En La Merced, también en Salta, un programa municipal asiste a embarazadas desde los 12 años. La Cigueñita, se llama, pero no hay diminutivo que alcance para escamotear el horror de un nena encinta. Al respecto, la doctora Mabel Bianco, de la Fundación para el Estudio e Investigación de la Mujer (FEIM), señala que así es como se cree cerrar con un «final feliz» historias casi siempre engendradas en la violencia.
«La maternidad en las niñas más chicas no fue algo decidido por ellas. Les ocurre porque no saben cómo prevenirlo. Adolescentes y niñas no pueden dar su consentimiento porque nadie les explica nada. Y que quede claro que la mayoría de los grupos que se oponen a la legalización del aborto son los mismos que se vienen oponiendo desde hace años a la implementación de la Educación Sexual Integral (ESI) y también al Programa de Salud Sexual y Reproductiva», precisa.
Curiosamente -o no- en estos días de debate y manifestaciones poco se ha hablado de la cultura de la violación en la que vivimos. Esa que de tanto respirarla se ha vuelto invisible. Se ha convertido en lo dado. En lo inevitable. Así, en uno de los más enrevesados argumentos en contra de la despenalización del aborto, Elisa Carrió dijo: «Las chicas de 12 o 13 años que tienen hijos, en general de un tío, de un hermano o del padre, de un patrón o de un hijo de un patrón, a esas mujeres, a esas niñas las van a llevar al hospital y las van a hacer abortar. Y hoy tienen hijos. Con eso lo que van a hacer es impulsar el ‘derecho de pernada’. En el norte, cuando dictamos la ley que sancionaba el abuso, los diputados de Salta decían que no podían votar eso porque el regalo de los que sirven en el campo es la virginidad de su hija al patrón de la estancia», sostuvo. El abuso vuelto casi «color local». La violación convertida en costumbre.
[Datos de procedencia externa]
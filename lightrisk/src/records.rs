//! Input records consumed by the analysis.

use std::fmt;

use crate::coord::GeoPoint;

/// Type of light fixture.
#[derive(Debug, Clone, Copy, PartialEq, Eq, Hash)]
pub enum LightCategory {
    /// Fixture fitted with an acoustic wildlife deterrent
    Acoustic,
    /// Plain fixture without a deterrent
    Silent,
}

impl LightCategory {
    pub fn label(&self) -> &'static str {
        match self {
            LightCategory::Acoustic => "acoustic",
            LightCategory::Silent => "silent",
        }
    }
}

impl fmt::Display for LightCategory {
    fn fmt(&self, f: &mut fmt::Formatter<'_>) -> fmt::Result {
        f.write_str(self.label())
    }
}

/// A light fixture with a resolved location.
#[derive(Debug, Clone, Copy, PartialEq)]
pub struct LightRecord {
    pub location: GeoPoint,
    pub category: LightCategory,
}

impl LightRecord {
    pub fn new(location: GeoPoint, category: LightCategory) -> Self {
        Self { location, category }
    }

    pub fn acoustic(lat: f64, lon: f64) -> Self {
        Self::new(GeoPoint::new(lat, lon), LightCategory::Acoustic)
    }

    pub fn silent(lat: f64, lon: f64) -> Self {
        Self::new(GeoPoint::new(lat, lon), LightCategory::Silent)
    }
}

/// A recorded animal death. Only the location matters here.
#[derive(Debug, Clone, Copy, PartialEq)]
pub struct AnimalRecord {
    pub location: GeoPoint,
}

impl AnimalRecord {
    pub fn new(lat: f64, lon: f64) -> Self {
        Self {
            location: GeoPoint::new(lat, lon),
        }
    }
}

/// Locations of a slice of lights, in order.
pub fn light_locations(lights: &[LightRecord]) -> Vec<GeoPoint> {
    lights.iter().map(|l| l.location).collect()
}

/// Locations of a slice of animal records, in order.
pub fn animal_locations(animals: &[AnimalRecord]) -> Vec<GeoPoint> {
    animals.iter().map(|a| a.location).collect()
}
Cuando Mariana Rodríguez Varela (activista conocida como «la mujer del bebito») expuso su posición contra la legalización del aborto en el Congreso, mostró a cámara la foto de una nena de 12 años. Violada, embarazada, madre a la fuerza, como otras miles. Menor de edad pero grande de golpe y a los golpes, violentada mil y una veces. La última, cuando la expositora agitó su foto frente a todos e insistió en que «si un niño es producto del amor o de una violación, no hay diferencia alguna». ¿No hay diferencia alguna? ¿Realmente no la hay? Más allá de lo idéntico de los cuerpos, ¿dónde queda lo otro? ¿Cuándo fue que amor y violencia se volvieron lo mismo?
Las miles de nenas abusadas y ocultadas (por el poder, por el discurso del poder, por la legislación, por la creencia, por la costumbre) dicen que la diferencia existe. Y es enorme. Que detrás de cada cordero sin dios, como ellas, hay un universo hecho añicos. Y un silencio que cada vez hace más ruido.